Since that time, the media and researchers have been trying to use the data found in the Open Payments system to shed light on physician-industry ties. For example, according to DeJong et al., 2016, “physicians who received industry-sponsored meals related to brand-name medications prescribed those medications at a higher rate.” Yeh et al., 2016, discussed the way physicians in Massachusetts who received industry payments prescribed brand-name statins to beneficiaries at a higher rate. And even prior to Open Payments being established, Wazana 2000 and Watkins et al., 2003, such a link was being discussed – prior studies found that physicians’ interactions with manufacturers are associated with prescribing of newer, more expensive drugs.

For new readers, the Open Payments program requires manufacturers and group purchasing organizations (GPOs) to report certain payments and transfers of value to physicians and teaching hospitals. The term physicians includes: medical doctors, osteopaths, dentists, optometrists, podiatrists, chiropractors, and others. Most financial interactions are subject to reporting (i.e., speaking fees, royalties, meals, research funding, investment interests, etc.), though samples, educational materials for patient use, product discounts and rebates are excluded. Presently, data from August 2013 through December 2015 is accessible to the public.

Data Analysis

According to Ms. Winter and Ms. Phillips, the total amount of payments was similar in 2014 and 2015, as evidenced by the slide below:


In 2015, physicians received about 80% of total payments (roughly $6.2 billion, split among 618,000 physicians). Of those 618,000 physicians, 502,000 were MDs or Dos, and 116,000 were dentists, optometrists, podiatrists, and chiropractors. Generally, the mean payment per physician was $3,242, while the median payment per physician was $157. The mean ownership/investment interest per physician was $264,990, while the median ownership/investment interest per physician was $4,651.

Interestingly, the top 5% of physicians accounted for 86% of general payments, in dollar amounts. Half of those top 5% of physicians are from five different specialties: internal medicine, cardiology, orthopedic surgery, psychiatry/neurology, and oncology/hematology.

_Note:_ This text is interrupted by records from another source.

use crate::errors::Result;
use image::{GenericImageView, imageops::FilterType};
use self::source::ImageSource;
use std::path::Path;

pub mod dimensions;
pub mod source;

pub fn idgen() -> String {
    uuid::Uuid::new_v4().to_string()
}

// Result of a completed resize. Paths are relative to the public base so
// they can be stored and served as-is.
#[derive(Debug, Clone)]
pub struct ResizeOutcome {
    pub name: String,
    pub path: String,
    pub output_path: String,
    pub width: u32,
    pub height: u32,
}

// Materializes the source into `images/<token>/` under the public base,
// then decodes, scales, and writes the derivative next to the original as
// `<stem>-resized.<extension>`. Blocking (file and image work); callers on
// the runtime use spawn_blocking.
pub fn resize(
    public_base: &Path,
    token: &str,
    source: ImageSource,
    w: &str,
    h: Option<&str>,
) -> Result<ResizeOutcome> {
    let dest_dir = public_base.join("images").join(token);
    if !dest_dir.exists() {
        std::fs::create_dir_all(&dest_dir)?;
    }

    let materialized = source.materialize(&dest_dir)?;
    let image = image::open(&materialized.path)?;
    let (original_width, original_height) = image.dimensions();
    let (width, height) = dimensions::compute(original_width, original_height, w, h)?;

    let resized_name = format!("{}-resized.{}", materialized.stem, materialized.extension);
    image
        .resize_exact(width, height, FilterType::Triangle)
        .save(dest_dir.join(&resized_name))?;

    Ok(ResizeOutcome {
        path: format!("images/{token}/{}", materialized.name),
        output_path: format!("images/{token}/{resized_name}"),
        name: materialized.name,
        width,
        height,
    })
}

#[cfg(test)]
mod tests {
    use super::*;
    use std::path::PathBuf;

    fn write_test_png(dir: &Path, name: &str, width: u32, height: u32) -> PathBuf {
        let path = dir.join(name);
        image::DynamicImage::new_rgba8(width, height)
            .save(&path)
            .unwrap();

        path
    }

    #[test]
    fn resize_writes_original_and_derivative() {
        let workspace = tempfile::tempdir().unwrap();
        let public_base = tempfile::tempdir().unwrap();
        let original = write_test_png(workspace.path(), "sample.png", 8, 4);

        let outcome = resize(
            public_base.path(),
            "token-1",
            ImageSource::PathReference(original),
            "50%",
            None,
        )
        .unwrap();

        assert_eq!(outcome.name, "sample.png");
        assert_eq!(outcome.path, "images/token-1/sample.png");
        assert_eq!(outcome.output_path, "images/token-1/sample-resized.png");
        assert_eq!((outcome.width, outcome.height), (4, 2));

        // Stored paths must resolve to real files right after creation
        assert!(public_base.path().join(&outcome.path).exists());
        assert!(public_base.path().join(&outcome.output_path).exists());

        let derivative = image::open(public_base.path().join(&outcome.output_path)).unwrap();
        assert_eq!(derivative.dimensions(), (4, 2));
    }

    #[test]
    fn resize_accepts_absolute_target() {
        let workspace = tempfile::tempdir().unwrap();
        let public_base = tempfile::tempdir().unwrap();
        let original = write_test_png(workspace.path(), "wide.png", 10, 10);

        let outcome = resize(
            public_base.path(),
            "token-2",
            ImageSource::PathReference(original),
            "3",
            Some("5"),
        )
        .unwrap();

        assert_eq!((outcome.width, outcome.height), (3, 5));
    }

    #[test]
    fn invalid_sizing_leaves_no_derivative() {
        let workspace = tempfile::tempdir().unwrap();
        let public_base = tempfile::tempdir().unwrap();
        let original = write_test_png(workspace.path(), "bad.png", 8, 8);

        let result = resize(
            public_base.path(),
            "token-3",
            ImageSource::PathReference(original),
            "huge",
            None,
        );

        assert!(result.is_err());
        assert!(
            !public_base
                .path()
                .join("images/token-3/bad-resized.png")
                .exists()
        );
    }
}
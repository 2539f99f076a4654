pub mod cleanup;
pub mod healthcheck;

use clap::Parser;

#[derive(Parser, Debug)]
pub struct Args {
    #[arg(long, action = clap::ArgAction::SetTrue)]
    pub healthcheck: bool,
    #[arg(long, action = clap::ArgAction::SetTrue)]
    pub migrate: bool,
    #[arg(long, action = clap::ArgAction::SetTrue)]
    pub cleanup: bool,
    #[arg(long)]
    pub create_user: Option<String>,
    #[arg(long)]
    pub create_album: Option<String>,
    #[arg(long)]
    pub owner: Option<i64>,
    #[arg(long)]
    pub check_bind: Option<String>,
}
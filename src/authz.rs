use crate::{
    errors::{Error, Result},
    store::{albums::Album, manipulations::ManipulationRecord},
};

// Ownership policy lives here, above the store: handlers call these guards
// around store reads and writes, and the store itself never filters by
// requester.

pub fn ensure_album_owner(album: &Album, user_id: i64) -> Result<()> {
    if album.user_id != user_id {
        return Err(Error::Unauthorized);
    }

    Ok(())
}

pub fn ensure_record_owner(record: &ManipulationRecord, user_id: i64) -> Result<()> {
    if record.user_id != user_id {
        return Err(Error::Unauthorized);
    }

    Ok(())
}

#[cfg(test)]
mod tests {
    use super::*;
    use crate::models::ManipulationKind;
    use chrono::Utc;

    fn album(user_id: i64) -> Album {
        Album {
            id: 1,
            name: "trip".to_string(),
            user_id,
            created_at: Utc::now(),
        }
    }

    fn record(user_id: i64) -> ManipulationRecord {
        ManipulationRecord {
            id: 1,
            kind: ManipulationKind::Resize,
            name: "a.png".to_string(),
            path: "images/tok/a.png".to_string(),
            output_path: "images/tok/a-resized.png".to_string(),
            data: "{}".to_string(),
            album_id: None,
            user_id,
            created_at: Utc::now(),
        }
    }

    #[test]
    fn owner_passes_stranger_fails() {
        assert!(ensure_album_owner(&album(7), 7).is_ok());
        assert!(matches!(
            ensure_album_owner(&album(7), 8),
            Err(Error::Unauthorized)
        ));
        assert!(ensure_record_owner(&record(7), 7).is_ok());
        assert!(matches!(
            ensure_record_owner(&record(7), 8),
            Err(Error::Unauthorized)
        ));
    }
}
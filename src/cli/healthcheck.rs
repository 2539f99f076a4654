use crate::cli::Args;

pub fn run(args: Args, fallback_bind: String) {
    println!("Running health check...");
    let bind = args.check_bind.unwrap_or(fallback_bind);
    let endpoint = format!("http://{bind}/api/healthcheck");
    println!("Health check endpoint: {endpoint}");
    match minreq::get(endpoint).with_timeout(1).send() {
        Ok(resp) => {
            let status_code = resp.status_code;

            if status_code != 200 {
                eprintln!("Health check failed with status: {status_code}");
                std::process::exit(1);
            } else {
                println!("Health check passed");
            }
        }
        Err(e) => {
            eprintln!("Health check failed: {e}");
            std::process::exit(1);
        }
    }
}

In 2015, teaching hospitals received the other 20% of total payments (roughly $1.3 billion). General payments to hospitals amounted to $605 million, with one hospital alone accounting for half of general payments to hospitals. Royalty or license payments accounted for 70% of general payments to hospitals, but received by only 8% of hospitals. Additionally, gifts were most prevalent type of payment – they were received by 78% of hospitals, but account for only 2% of general payments.

Below are some slides showing physician payment and ownership breakdowns:



Future Changes to Open Payments

Based on MedPAC’s 2009 recommendations, possible changes to Open Payments include: require reporting of payments to advanced practice nurses and physician assistants (the number of APNs and PAs billing Medicare has continued to grow); require reporting of payments to patient advocacy organizations; and require manufacturers and distributors to report information about drug samples to the HHS Secretary, which should then be made available through data use agreements.